Opinion by
Oblady, J.,The defendants were convicted of criminal libel on a charge preferred by Count Nassilli, the Italian consul at Philadelphia. John and Joseph Di Silvestre were the owners of a newspaper (II Popolo), published in the Italian language, and Carlo Fresco was the writer of the article set out in the indictment. *552There were indictments against each of the defendants individually, and one against John and Joseph Di Silvestro jointly. The charge in each indictment was the same libel, and all four cases were tried together, a verdict of guilty being rendered in each case. This libel was dated June 3, 1905, and appeared in II Popolo on that date. It had been preceded by a publication of the same character in the same newspaper on May 27th, and was followed by others of like import in ten subsequent issues of the newspaper of the same year. The ownership of the newspaper, the writing and publication of the different articles, and that the prosecutor was the person referred to therein were admitted on the trial by each of the defendants. While there was some slight controversy as to the technical meaning of some of the words used in the publication, the interpreters called by the commonwealth and the defendants agreed that the translations of the article as it appears in the indictment, as well as in the exhibits offered in evidence, are materially and substantially true and correct.

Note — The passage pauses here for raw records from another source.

//! Decoding the structured reply embedded in backend free text.
//!
//! The backend is instructed to answer with a single JSON object, but in
//! practice wraps it in prose or markdown fences. The decode contract is the
//! substring between the first `{` and the last `}`; anything less than a
//! parsable object there degrades to treating the whole reply as
//! conversational text. Degradation is silent -- logged, never raised.

use serde_json::Value;

use keepsake_types::memory::{ConfirmProposal, MemoryActions, MemoryFragment};

/// Successfully decoded reply fields.
#[derive(Debug, Clone, Default)]
pub struct ParsedReply {
    /// Conversational text; falls back to the raw reply when the `response`
    /// field is absent.
    pub response: String,
    pub extracted: MemoryFragment,
    pub actions: MemoryActions,
    pub confirm: Option<ConfirmProposal>,
}

/// Outcome of decoding one backend reply.
#[derive(Debug, Clone)]
pub enum ReplyOutcome {
    Parsed(ParsedReply),
    /// No parsable object found; the raw text is the conversational reply.
    Unparsable { raw: String },
}

impl ReplyOutcome {
    /// Flatten into the per-turn result tuple: conversational text,
    /// extracted fragment, surfacing metadata, confirmation proposal.
    pub fn into_parts(
        self,
    ) -> (
        String,
        MemoryFragment,
        MemoryActions,
        Option<ConfirmProposal>,
    ) {
        match self {
            ReplyOutcome::Parsed(parsed) => (
                parsed.response,
                parsed.extracted,
                parsed.actions,
                parsed.confirm,
            ),
            ReplyOutcome::Unparsable { raw } => (
                raw,
                MemoryFragment::default(),
                MemoryActions::default(),
                None,
            ),
        }
    }
}

/// Decode the embedded JSON object from a raw backend reply.
pub fn interpret(raw: &str) -> ReplyOutcome {
    let (Some(start), Some(end)) = (raw.find('{'), raw.rfind('}')) else {
        return ReplyOutcome::Unparsable {
            raw: raw.to_string(),
        };
    };
    if start >= end {
        return ReplyOutcome::Unparsable {
            raw: raw.to_string(),
        };
    }

    let candidate = &raw[start..=end];
    let object: Value = match serde_json::from_str(candidate) {
        Ok(value) => value,
        Err(error) => {
            tracing::warn!(%error, "unparsable reply object; falling back to raw text");
            return ReplyOutcome::Unparsable {
                raw: raw.to_string(),
            };
        }
    };

    let response = object
        .get("response")
        .and_then(Value::as_str)
        .map(str::to_string)
        .unwrap_or_else(|| raw.to_string());

    let extracted = object
        .get("extracted_data")
        .cloned()
        .map(|value| {
            serde_json::from_value(value).unwrap_or_else(|error| {
                tracing::warn!(%error, "malformed extracted_data; using empty fragment");
                MemoryFragment::default()
            })
        })
        .unwrap_or_default();

    let actions = object
        .get("memory_actions")
        .cloned()
        .map(|value| {
            serde_json::from_value(value).unwrap_or_else(|error| {
                tracing::warn!(%error, "malformed memory_actions; ignoring");
                MemoryActions::default()
            })
        })
        .unwrap_or_default();

    let confirm = object
        .get("memory_to_confirm")
        .and_then(parse_confirm_proposal);

    ReplyOutcome::Parsed(ParsedReply {
        response,
        extracted,
        actions,
        confirm,
    })
}

/// A confirmation proposal counts only as a structured object with a
/// non-empty `title`; explicit nulls and malformed stubs are discarded.
fn parse_confirm_proposal(value: &Value) -> Option<ConfirmProposal> {
    let object = value.as_object()?;
    let title = object.get("title")?.as_str()?;
    if title.is_empty() {
        return None;
    }
    match serde_json::from_value(value.clone()) {
        Ok(proposal) => Some(proposal),
        Err(error) => {
            tracing::warn!(%error, "malformed memory_to_confirm; ignoring");
            None
        }
    }
}

#[cfg(test)]
mod tests {
    use super::*;

    fn parts(raw: &str) -> (String, MemoryFragment, MemoryActions, Option<ConfirmProposal>) {
        interpret(raw).into_parts()
    }

    #[test]
    fn test_embedded_object_with_surrounding_prose() {
        let raw = r#"preamble {"response":"hi","extracted_data":{}} trailing"#;
        let (text, fragment, _, confirm) = parts(raw);
        assert_eq!(text, "hi");
        assert_eq!(fragment, MemoryFragment::default());
        assert!(confirm.is_none());
    }

    #[test]
    fn test_no_braces_falls_back_to_raw() {
        let raw = "Just a plain warm reply with no structure.";
        let (text, fragment, actions, confirm) = parts(raw);
        assert_eq!(text, raw);
        assert!(fragment.is_empty());
        assert!(actions.is_empty());
        assert!(confirm.is_none());
    }

    #[test]
    fn test_reversed_braces_fall_back() {
        let raw = "} not a json object {";
        let (text, fragment, _, _) = parts(raw);
        assert_eq!(text, raw);
        assert!(fragment.is_empty());
    }

    #[test]
    fn test_unparsable_object_falls_back() {
        let raw = "prefix {not valid json} suffix";
        let (text, fragment, _, _) = parts(raw);
        assert_eq!(text, raw);
        assert!(fragment.is_empty());
    }

    #[test]
    fn test_missing_response_defaults_to_raw() {
        let raw = r#"{"extracted_data":{"interests":["birds"]}}"#;
        let (text, fragment, _, _) = parts(raw);
        assert_eq!(text, raw);
        assert_eq!(fragment.interests.len(), 1);
    }

    #[test]
    fn test_markdown_fenced_object() {
        let raw = "```json\n{\"response\":\"Good morning!\",\"extracted_data\":{}}\n```";
        let (text, _, _, _) = parts(raw);
        assert_eq!(text, "Good morning!");
    }

    #[test]
    fn test_confirm_proposal_requires_non_empty_title() {
        let with_title = r#"{"response":"x","memory_to_confirm":{"title":"The red hat","description":"d","date":null}}"#;
        let (_, _, _, confirm) = parts(with_title);
        let proposal = confirm.unwrap();
        assert_eq!(proposal.title, "The red hat");
        assert!(proposal.date.is_none());

        let empty_title = r#"{"response":"x","memory_to_confirm":{"title":""}}"#;
        assert!(parts(empty_title).3.is_none());

        let explicit_null = r#"{"response":"x","memory_to_confirm":null}"#;
        assert!(parts(explicit_null).3.is_none());

        let not_an_object = r#"{"response":"x","memory_to_confirm":"save it"}"#;
        assert!(parts(not_an_object).3.is_none());
    }

    #[test]
    fn test_memory_actions_pass_through() {
        let raw = r#"{"response":"x","memory_actions":{"surfaced_memory":"Summer vacay","surfacing_mode":"soft_reminder","reason_for_surfacing":"topic aligned"}}"#;
        let (_, _, actions, _) = parts(raw);
        assert_eq!(actions.surfaced_memory, "Summer vacay");
        assert_eq!(
            actions.mode(),
            keepsake_types::memory::SurfacingMode::SoftReminder
        );
    }

    #[test]
    fn test_malformed_extracted_data_degrades_to_empty() {
        let raw = r#"{"response":"x","extracted_data":"not an object"}"#;
        let (text, fragment, _, _) = parts(raw);
        assert_eq!(text, "x");
        assert!(fragment.is_empty());
    }
}
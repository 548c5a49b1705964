//! JSON-document file storage.
//!
//! Each persisted record type is one pretty-printed JSON file under the data
//! directory, loaded and saved as a whole (last writer wins). Missing files
//! and corrupt content both recover to defaults -- corrupt storage is never
//! fatal, only logged.

pub mod uploads;

use std::io;
use std::path::{Path, PathBuf};

use serde::Serialize;
use serde::de::DeserializeOwned;

use keepsake_core::store::RecordStore;
use keepsake_types::chat::ChatEntry;
use keepsake_types::error::StoreError;
use keepsake_types::memory::MemoryDocument;
use keepsake_types::profile::{FamilyMember, Note, Profile, Routine};

pub const MEMORIES_FILE: &str = "memories.json";
pub const PROFILE_FILE: &str = "profile.json";
pub const ROUTINES_FILE: &str = "routines.json";
pub const FAMILY_FILE: &str = "family.json";
pub const CHAT_FILE: &str = "chat.json";
pub const NOTES_FILE: &str = "notes.json";

/// File-backed implementation of the `RecordStore` trait.
///
/// All I/O goes through `tokio::fs`.
#[derive(Debug, Clone)]
pub struct JsonFileStore {
    data_dir: PathBuf,
}

impl JsonFileStore {
    pub fn new(data_dir: impl Into<PathBuf>) -> Self {
        Self {
            data_dir: data_dir.into(),
        }
    }

    pub fn data_dir(&self) -> &Path {
        &self.data_dir
    }

    fn path(&self, file_name: &str) -> PathBuf {
        self.data_dir.join(file_name)
    }

    /// Load one document, falling back to defaults when the file is missing
    /// or its content does not parse.
    async fn load_document<T>(&self, file_name: &'static str) -> Result<T, StoreError>
    where
        T: DeserializeOwned + Default,
    {
        let path = self.path(file_name);
        let raw = match tokio::fs::read_to_string(&path).await {
            Ok(raw) => raw,
            Err(error) if error.kind() == io::ErrorKind::NotFound => return Ok(T::default()),
            Err(error) => {
                return Err(StoreError::Read {
                    name: file_name,
                    source: error,
                });
            }
        };

        match serde_json::from_str(&raw) {
            Ok(value) => Ok(value),
            Err(error) => {
                tracing::warn!(
                    file = file_name,
                    %error,
                    "corrupt document; falling back to defaults"
                );
                Ok(T::default())
            }
        }
    }

    /// Save one document, pretty-printed, creating the data dir on demand.
    async fn save_document<T: Serialize>(
        &self,
        file_name: &'static str,
        value: &T,
    ) -> Result<(), StoreError> {
        let path = self.path(file_name);
        if let Some(parent) = path.parent() {
            tokio::fs::create_dir_all(parent)
                .await
                .map_err(|error| StoreError::Write {
                    name: file_name,
                    source: error,
                })?;
        }
        let encoded = serde_json::to_string_pretty(value)
            .map_err(|error| StoreError::Encode(file_name, error))?;
        tokio::fs::write(&path, encoded)
            .await
            .map_err(|error| StoreError::Write {
                name: file_name,
                source: error,
            })
    }
}

/// On-disk shape of the notes document: wrapped in an object, but a bare
/// array written by older versions still reads.
#[derive(Debug, serde::Deserialize)]
#[serde(untagged)]
enum NotesOnDisk {
    Wrapped {
        #[serde(default)]
        notes: Vec<Note>,
    },
    Bare(Vec<Note>),
}

impl Default for NotesOnDisk {
    fn default() -> Self {
        NotesOnDisk::Bare(Vec::new())
    }
}

impl NotesOnDisk {
    fn into_notes(self) -> Vec<Note> {
        match self {
            NotesOnDisk::Wrapped { notes } => notes,
            NotesOnDisk::Bare(notes) => notes,
        }
    }
}

impl RecordStore for JsonFileStore {
    async fn load_memory_document(&self) -> Result<MemoryDocument, StoreError> {
        self.load_document(MEMORIES_FILE).await
    }

    async fn save_memory_document(&self, document: &MemoryDocument) -> Result<(), StoreError> {
        self.save_document(MEMORIES_FILE, document).await
    }

    async fn load_profile(&self) -> Result<Profile, StoreError> {
        self.load_document(PROFILE_FILE).await
    }

    async fn save_profile(&self, profile: &Profile) -> Result<(), StoreError> {
        self.save_document(PROFILE_FILE, profile).await
    }

    async fn load_routines(&self) -> Result<Vec<Routine>, StoreError> {
        self.load_document(ROUTINES_FILE).await
    }

    async fn save_routines(&self, routines: &[Routine]) -> Result<(), StoreError> {
        self.save_document(ROUTINES_FILE, &routines).await
    }

    async fn load_family(&self) -> Result<Vec<FamilyMember>, StoreError> {
        self.load_document(FAMILY_FILE).await
    }

    async fn save_family(&self, family: &[FamilyMember]) -> Result<(), StoreError> {
        self.save_document(FAMILY_FILE, &family).await
    }

    async fn load_chat_log(&self) -> Result<Vec<ChatEntry>, StoreError> {
        self.load_document(CHAT_FILE).await
    }

    async fn save_chat_log(&self, entries: &[ChatEntry]) -> Result<(), StoreError> {
        self.save_document(CHAT_FILE, &entries).await
    }

    async fn load_notes(&self) -> Result<Vec<Note>, StoreError> {
        let on_disk: NotesOnDisk = self.load_document(NOTES_FILE).await?;
        Ok(on_disk.into_notes())
    }

    async fn save_notes(&self, notes: &[Note]) -> Result<(), StoreError> {
        self.save_document(NOTES_FILE, &serde_json::json!({ "notes": notes }))
            .await
    }
}

/// Resolve the data directory from environment or platform defaults.
///
/// Priority:
/// 1. `KEEPSAKE_DATA_DIR` environment variable
/// 2. Platform home directory (`~/.keepsake`)
pub fn resolve_data_dir() -> PathBuf {
    if let Ok(dir) = std::env::var("KEEPSAKE_DATA_DIR") {
        return PathBuf::from(dir);
    }

    if let Some(home) = dirs::home_dir() {
        return home.join(".keepsake");
    }

    // Last resort: current directory
    PathBuf::from(".keepsake")
}
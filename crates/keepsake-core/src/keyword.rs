//! Candidate-topic extraction from raw utterances.
//!
//! Feeds the mention tracker: lowercase, split on whitespace, strip edge
//! punctuation, keep words longer than four characters that are not
//! stopwords. No stemming and no in-turn deduplication -- duplicate tokens
//! in one utterance are harmless because the counter increments once per
//! occurrence.

/// Common function words that never count as topics.
const STOPWORDS: [&str; 23] = [
    "that", "this", "with", "have", "from", "they", "were", "been", "would", "could", "should",
    "about", "when", "what", "just", "there", "their", "then", "than", "will", "some", "also",
    "which",
];

/// Punctuation stripped from both ends of each token.
const TOKEN_TRIM: &[char] = &['.', ',', '!', '?', '"', '\''];

/// Extract candidate topic tokens from an utterance, in utterance order.
///
/// Pure function; the caller decides what to do with repeats.
pub fn extract_keywords(utterance: &str) -> Vec<String> {
    utterance
        .to_lowercase()
        .split_whitespace()
        .map(|word| word.trim_matches(TOKEN_TRIM))
        .filter(|word| word.chars().count() > 4 && !STOPWORDS.contains(word))
        .map(str::to_string)
        .collect()
}
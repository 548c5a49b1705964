//! Gemini generative backend.

mod client;
mod types;

pub use client::GeminiBackend;
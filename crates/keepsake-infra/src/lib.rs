//! Infrastructure adapters for Keepsake.
//!
//! Concrete implementations of the keepsake-core traits: JSON-document file
//! storage and the Gemini generative backend, plus upload-blob storage and
//! data directory resolution.

pub mod llm;
pub mod storage;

The article charged Count Nassilli with being a bastard, ignorant of his duties, illiterate, weak, despised, the product of corruption and intrigue; that with phenomenal bestiality he preferred to give shyster legal consultations to whoever might innocently apply to him as the representative of his country, and concludes : “ May, at least, the contempt of the conscious crowd mark on the hardened cheeks of these productions of the impertinent favoritism, an indelible stamp of infamy.” Taken with the other issues'of II Popolo there can be no question but that these defendants wrote and published of the prosecutor that he was a buffoon, an imbecile, a swindler, a parasite, a blackmailer, a poltroon, an indirect descendant of royal loins, a man with a brainless head, dishonest, degenerate, an ass who had the good luck of clubbing instead of being clubbed.
The trial judge instructed the jury that the article of June 3, 1905, is libelous in itself, and being thus libelous in itself, the law declares that article to be malicious and criminal. The defendants contended on the trial that the articles were privileged under article I., section 7, of our state constitution, as follows: ‘‘ No conviction shall be had in any prosecution for the publication of papers relating to the official conduct of officers or men in public capacity, or for *553any other matter proper for public investigation or information, where the fact that such publication was not maliciously or negligently made shall be established to the satisfaction of the jury;” and the Act of April 11, 1901, P. L. 74, as follows: “ That in all criminal prosecutions no convictions shall be allowed if the subject-matter of the publication relates to candidates for public office and is found, to the satisfaction of the jury, to be proper information or investigation and not to have been maliciously or negligently made. In all such cases the truth may be given in evidence to the jury.”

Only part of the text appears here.